= Nitya Anand =

Indian medicinal chemist (1925–2024)

Nitya Anand (1 January 1925 – 27 January 2024) was an Indian medicinal chemist who was the director of Central Drug Research Institute in Lucknow from 1974 to 1984. In 2005, Indian Pharmacopoeia Commission (IPC) appointed him chairman of its scientific committee. In 2012, he was awarded the Padma Shri by the Indian government.

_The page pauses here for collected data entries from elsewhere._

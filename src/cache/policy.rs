//! Per-resource-class cache policy and entry freshness.

use std::time::Duration;

use serde::Serialize;

use crate::config::{CacheConfig, ClassPolicy};

/// Conversation class; decides TTL, page size and fetch timeout.
#[derive(Debug, Clone, Copy, PartialEq, Eq, Hash, Serialize)]
#[serde(rename_all = "snake_case")]
pub enum ResourceClass {
    /// One-to-one conversation.
    Direct,
    /// Multi-party conversation (id prefixed with `group_`).
    Group,
}

impl ResourceClass {
    /// Classifies a conversation id.
    #[must_use]
    pub fn of(conversation_id: &str) -> Self {
        if conversation_id.starts_with("group_") {
            Self::Group
        } else {
            Self::Direct
        }
    }
}

impl CacheConfig {
    /// Policy for `class`.
    #[must_use]
    pub const fn policy(&self, class: ResourceClass) -> ClassPolicy {
        match class {
            ResourceClass::Direct => self.direct,
            ResourceClass::Group => self.group,
        }
    }
}

impl ClassPolicy {
    /// Requested page size clamped to the class maximum (and at least 1).
    #[must_use]
    pub fn clamp_page_size(&self, requested: u32) -> u32 {
        requested.clamp(1, self.page_size.max(1))
    }
}

/// Where an entry sits in its lifetime.
#[derive(Debug, Clone, Copy, PartialEq, Eq)]
pub enum Freshness {
    /// Younger than half the TTL: served as is.
    Fresh,
    /// In the second half of the TTL: served, refreshed in the background.
    Stale,
    /// At or past the TTL: refetched, kept only as an error fallback.
    Expired,
}

impl Freshness {
    /// Classifies an entry of `age` with time-to-live `ttl`.
    #[must_use]
    pub fn of(age: Duration, ttl: Duration) -> Self {
        if age < ttl / 2 {
            Self::Fresh
        } else if age < ttl {
            Self::Stale
        } else {
            Self::Expired
        }
    }
}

== Early life and education ==
Nitya Anand was born in Lyallpur, Punjab Province, British India on 1 January 1925. He earned his Bachelor's of Science degree from the Government College University Lahore in 1943 and his Master's degree in chemistry from St. Stephen's College in 1945. In 1948, Anand was awarded a Ph.D. in organic chemistry from the Institute of Chemical Technology in Mumbai. He received his second Ph.D. from St. John's College at Cambridge University. He was a post-doctoral researcher at Harvard Medical School in 1958.

== Career ==
Anand joined Central Drug Research Institute in Lucknow in Medicinal Chemistry Division in 1951 and later became director of the Institute. Anand was chairman of Ranbaxy Science Foundation (RSF). His overall research interest has always been in the design, discovery and development of new drugs using synthetic chemistry approaches. This mainly involved consideration of factors such as drug-receptor interaction and metabolism in drug design. He published over 400 research articles and held over 130 patents. He was joint author with Jasjit S. Bindra Ph.D. of the book "Art in Organic Synthesis" which was published in 1969. Anand was also a Fellow of the Indian National Science Academy.

== Death ==
Anand died on 27 January 2024, at the age of 99.